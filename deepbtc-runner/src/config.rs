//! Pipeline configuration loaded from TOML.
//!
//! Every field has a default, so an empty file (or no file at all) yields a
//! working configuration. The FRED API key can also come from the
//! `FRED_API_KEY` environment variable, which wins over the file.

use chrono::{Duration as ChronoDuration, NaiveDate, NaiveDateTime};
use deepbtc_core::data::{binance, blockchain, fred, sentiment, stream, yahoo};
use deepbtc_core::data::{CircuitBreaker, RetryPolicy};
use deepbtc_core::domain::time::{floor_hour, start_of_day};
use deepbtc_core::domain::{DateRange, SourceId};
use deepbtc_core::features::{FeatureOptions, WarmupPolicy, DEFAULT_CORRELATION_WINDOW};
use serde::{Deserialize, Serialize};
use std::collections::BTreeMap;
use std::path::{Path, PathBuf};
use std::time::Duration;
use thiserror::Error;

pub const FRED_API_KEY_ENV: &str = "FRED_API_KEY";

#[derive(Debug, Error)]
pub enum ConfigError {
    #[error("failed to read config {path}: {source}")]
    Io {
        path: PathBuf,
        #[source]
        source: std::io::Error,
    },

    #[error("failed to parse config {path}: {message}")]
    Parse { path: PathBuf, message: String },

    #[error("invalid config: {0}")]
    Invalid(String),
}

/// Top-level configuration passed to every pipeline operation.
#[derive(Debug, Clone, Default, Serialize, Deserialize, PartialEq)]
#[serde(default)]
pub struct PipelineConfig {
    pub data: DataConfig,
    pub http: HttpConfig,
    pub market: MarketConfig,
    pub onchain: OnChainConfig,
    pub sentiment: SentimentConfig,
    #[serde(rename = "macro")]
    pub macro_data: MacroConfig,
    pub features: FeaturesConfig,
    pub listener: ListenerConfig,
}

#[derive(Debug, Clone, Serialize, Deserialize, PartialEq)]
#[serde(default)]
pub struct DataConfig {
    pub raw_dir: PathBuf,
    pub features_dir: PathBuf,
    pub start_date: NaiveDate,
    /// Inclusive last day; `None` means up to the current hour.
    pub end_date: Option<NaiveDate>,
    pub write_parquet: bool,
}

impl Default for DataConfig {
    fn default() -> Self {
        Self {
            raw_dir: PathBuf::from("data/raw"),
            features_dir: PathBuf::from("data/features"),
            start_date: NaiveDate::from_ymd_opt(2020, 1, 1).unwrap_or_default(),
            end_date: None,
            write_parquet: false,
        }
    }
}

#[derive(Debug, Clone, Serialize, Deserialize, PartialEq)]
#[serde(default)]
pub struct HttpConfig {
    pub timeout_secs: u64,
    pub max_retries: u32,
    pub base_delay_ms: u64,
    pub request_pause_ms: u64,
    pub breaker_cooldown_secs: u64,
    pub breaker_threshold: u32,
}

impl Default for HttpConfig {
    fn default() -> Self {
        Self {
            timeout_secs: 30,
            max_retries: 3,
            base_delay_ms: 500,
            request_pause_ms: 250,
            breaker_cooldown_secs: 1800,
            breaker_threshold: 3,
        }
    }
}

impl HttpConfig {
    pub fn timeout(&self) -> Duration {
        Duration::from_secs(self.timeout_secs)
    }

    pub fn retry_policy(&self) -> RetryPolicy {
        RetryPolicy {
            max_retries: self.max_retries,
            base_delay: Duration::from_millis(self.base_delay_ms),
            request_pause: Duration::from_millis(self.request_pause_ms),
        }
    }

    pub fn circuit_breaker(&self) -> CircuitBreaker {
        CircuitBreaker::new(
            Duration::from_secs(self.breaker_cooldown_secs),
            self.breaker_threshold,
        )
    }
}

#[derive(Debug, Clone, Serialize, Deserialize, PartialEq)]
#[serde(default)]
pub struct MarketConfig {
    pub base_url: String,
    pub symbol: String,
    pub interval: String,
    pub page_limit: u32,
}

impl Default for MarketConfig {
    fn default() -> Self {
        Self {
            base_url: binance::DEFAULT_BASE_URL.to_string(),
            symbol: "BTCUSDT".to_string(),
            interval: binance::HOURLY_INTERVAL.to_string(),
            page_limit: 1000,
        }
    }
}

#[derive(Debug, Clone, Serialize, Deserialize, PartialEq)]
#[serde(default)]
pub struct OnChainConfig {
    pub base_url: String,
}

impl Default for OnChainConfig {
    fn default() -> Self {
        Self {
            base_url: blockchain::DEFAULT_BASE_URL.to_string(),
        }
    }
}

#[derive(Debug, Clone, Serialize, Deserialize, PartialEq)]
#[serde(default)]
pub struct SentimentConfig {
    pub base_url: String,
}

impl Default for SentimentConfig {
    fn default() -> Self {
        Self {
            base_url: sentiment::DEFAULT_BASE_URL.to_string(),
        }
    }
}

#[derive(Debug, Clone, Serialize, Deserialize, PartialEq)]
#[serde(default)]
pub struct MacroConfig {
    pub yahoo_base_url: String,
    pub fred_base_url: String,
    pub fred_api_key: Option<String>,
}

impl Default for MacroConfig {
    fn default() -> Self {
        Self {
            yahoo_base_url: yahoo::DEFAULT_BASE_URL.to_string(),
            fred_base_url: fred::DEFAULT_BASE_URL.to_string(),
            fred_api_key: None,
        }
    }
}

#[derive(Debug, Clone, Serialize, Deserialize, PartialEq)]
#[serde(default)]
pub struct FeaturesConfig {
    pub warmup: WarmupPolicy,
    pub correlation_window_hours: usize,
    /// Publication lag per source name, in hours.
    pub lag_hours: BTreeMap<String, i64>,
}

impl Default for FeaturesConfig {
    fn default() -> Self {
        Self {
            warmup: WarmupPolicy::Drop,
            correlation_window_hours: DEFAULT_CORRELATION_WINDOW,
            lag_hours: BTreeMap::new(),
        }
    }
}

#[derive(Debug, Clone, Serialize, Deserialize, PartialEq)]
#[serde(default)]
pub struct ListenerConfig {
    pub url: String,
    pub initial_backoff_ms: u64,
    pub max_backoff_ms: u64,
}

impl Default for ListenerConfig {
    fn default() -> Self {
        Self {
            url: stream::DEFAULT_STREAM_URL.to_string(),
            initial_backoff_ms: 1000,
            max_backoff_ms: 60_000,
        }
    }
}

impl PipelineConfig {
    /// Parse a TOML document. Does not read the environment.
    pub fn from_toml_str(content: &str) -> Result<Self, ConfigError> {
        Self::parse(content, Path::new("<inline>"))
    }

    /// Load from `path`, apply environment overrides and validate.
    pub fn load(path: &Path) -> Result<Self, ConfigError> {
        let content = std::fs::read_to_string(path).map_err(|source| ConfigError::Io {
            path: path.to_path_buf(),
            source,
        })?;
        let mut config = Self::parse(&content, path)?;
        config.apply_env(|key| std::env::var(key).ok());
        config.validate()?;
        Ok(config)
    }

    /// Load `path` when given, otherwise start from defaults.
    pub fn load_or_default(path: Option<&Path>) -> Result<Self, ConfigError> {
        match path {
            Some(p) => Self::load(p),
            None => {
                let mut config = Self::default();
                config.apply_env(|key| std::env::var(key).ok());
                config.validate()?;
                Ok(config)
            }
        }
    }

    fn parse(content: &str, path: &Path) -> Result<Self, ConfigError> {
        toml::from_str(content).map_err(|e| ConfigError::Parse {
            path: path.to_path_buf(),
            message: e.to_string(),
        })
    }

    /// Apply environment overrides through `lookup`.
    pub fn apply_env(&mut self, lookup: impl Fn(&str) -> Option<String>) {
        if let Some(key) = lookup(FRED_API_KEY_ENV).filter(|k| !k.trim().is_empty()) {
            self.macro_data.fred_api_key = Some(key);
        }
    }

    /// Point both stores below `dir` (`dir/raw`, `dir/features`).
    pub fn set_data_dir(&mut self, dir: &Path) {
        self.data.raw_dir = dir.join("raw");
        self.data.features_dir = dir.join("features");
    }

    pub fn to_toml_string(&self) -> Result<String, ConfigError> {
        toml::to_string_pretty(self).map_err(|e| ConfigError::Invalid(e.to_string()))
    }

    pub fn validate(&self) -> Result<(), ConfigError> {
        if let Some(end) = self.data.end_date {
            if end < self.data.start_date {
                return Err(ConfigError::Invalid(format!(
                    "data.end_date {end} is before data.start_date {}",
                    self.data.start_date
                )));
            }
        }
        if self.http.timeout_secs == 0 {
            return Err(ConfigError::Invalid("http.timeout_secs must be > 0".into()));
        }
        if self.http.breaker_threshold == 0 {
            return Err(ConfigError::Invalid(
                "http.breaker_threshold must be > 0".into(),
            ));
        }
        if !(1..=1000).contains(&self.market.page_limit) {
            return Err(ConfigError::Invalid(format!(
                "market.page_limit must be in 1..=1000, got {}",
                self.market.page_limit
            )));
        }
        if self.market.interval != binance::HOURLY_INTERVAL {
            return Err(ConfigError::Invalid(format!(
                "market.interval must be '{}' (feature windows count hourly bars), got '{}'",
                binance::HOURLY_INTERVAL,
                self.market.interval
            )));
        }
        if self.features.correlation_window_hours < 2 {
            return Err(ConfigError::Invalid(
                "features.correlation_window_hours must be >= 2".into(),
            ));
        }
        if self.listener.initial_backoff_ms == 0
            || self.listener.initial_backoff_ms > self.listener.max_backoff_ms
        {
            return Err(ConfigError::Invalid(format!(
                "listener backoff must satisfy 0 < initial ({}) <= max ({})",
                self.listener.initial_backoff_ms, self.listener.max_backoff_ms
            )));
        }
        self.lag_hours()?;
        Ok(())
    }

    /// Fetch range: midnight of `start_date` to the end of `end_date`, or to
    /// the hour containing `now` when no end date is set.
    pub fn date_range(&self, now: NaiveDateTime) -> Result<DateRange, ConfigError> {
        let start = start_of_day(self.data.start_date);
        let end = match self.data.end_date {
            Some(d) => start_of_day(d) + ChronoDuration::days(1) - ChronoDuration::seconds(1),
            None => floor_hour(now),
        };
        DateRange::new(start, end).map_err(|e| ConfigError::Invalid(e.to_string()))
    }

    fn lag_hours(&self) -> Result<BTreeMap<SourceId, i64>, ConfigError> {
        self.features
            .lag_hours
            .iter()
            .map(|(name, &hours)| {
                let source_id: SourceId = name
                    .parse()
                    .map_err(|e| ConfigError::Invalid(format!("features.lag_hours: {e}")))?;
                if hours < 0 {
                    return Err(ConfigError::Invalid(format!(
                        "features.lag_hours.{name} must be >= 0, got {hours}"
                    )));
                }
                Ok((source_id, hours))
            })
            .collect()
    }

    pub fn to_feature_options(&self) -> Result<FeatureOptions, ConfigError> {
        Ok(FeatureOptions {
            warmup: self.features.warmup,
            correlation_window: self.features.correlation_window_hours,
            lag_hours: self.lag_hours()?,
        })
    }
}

* TASK OBJECTIVE *
Give back every line from the beginning of the records through the line holding "the current hour.", exactly as it reads, and leave out the rest.

* RESPONSE *
filename deepbtc-runner/src/config.rs
//! Pipeline configuration loaded from TOML.
//!
//! Every field has a default, so an empty file (or no file at all) yields a
//! working configuration. The FRED API key can also come from the
//! `FRED_API_KEY` environment variable, which wins over the file.

use chrono::{Duration as ChronoDuration, NaiveDate, NaiveDateTime};
use deepbtc_core::data::{binance, blockchain, fred, sentiment, stream, yahoo};
use deepbtc_core::data::{CircuitBreaker, RetryPolicy};
use deepbtc_core::domain::time::{floor_hour, start_of_day};
use deepbtc_core::domain::{DateRange, SourceId};
use deepbtc_core::features::{FeatureOptions, WarmupPolicy, DEFAULT_CORRELATION_WINDOW};
use serde::{Deserialize, Serialize};
use std::collections::BTreeMap;
use std::path::{Path, PathBuf};
use std::time::Duration;
use thiserror::Error;

pub const FRED_API_KEY_ENV: &str = "FRED_API_KEY";

#[derive(Debug, Error)]
pub enum ConfigError {
    #[error("failed to read config {path}: {source}")]
    Io {
        path: PathBuf,
        #[source]
        source: std::io::Error,
    },

    #[error("failed to parse config {path}: {message}")]
    Parse { path: PathBuf, message: String },

    #[error("invalid config: {0}")]
    Invalid(String),
}

/// Top-level configuration passed to every pipeline operation.
#[derive(Debug, Clone, Default, Serialize, Deserialize, PartialEq)]
#[serde(default)]
pub struct PipelineConfig {
    pub data: DataConfig,
    pub http: HttpConfig,
    pub market: MarketConfig,
    pub onchain: OnChainConfig,
    pub sentiment: SentimentConfig,
    #[serde(rename = "macro")]
    pub macro_data: MacroConfig,
    pub features: FeaturesConfig,
    pub listener: ListenerConfig,
}

#[derive(Debug, Clone, Serialize, Deserialize, PartialEq)]
#[serde(default)]
pub struct DataConfig {
    pub raw_dir: PathBuf,
    pub features_dir: PathBuf,
    pub start_date: NaiveDate,
    /// Inclusive last day; `None` means up to the current hour.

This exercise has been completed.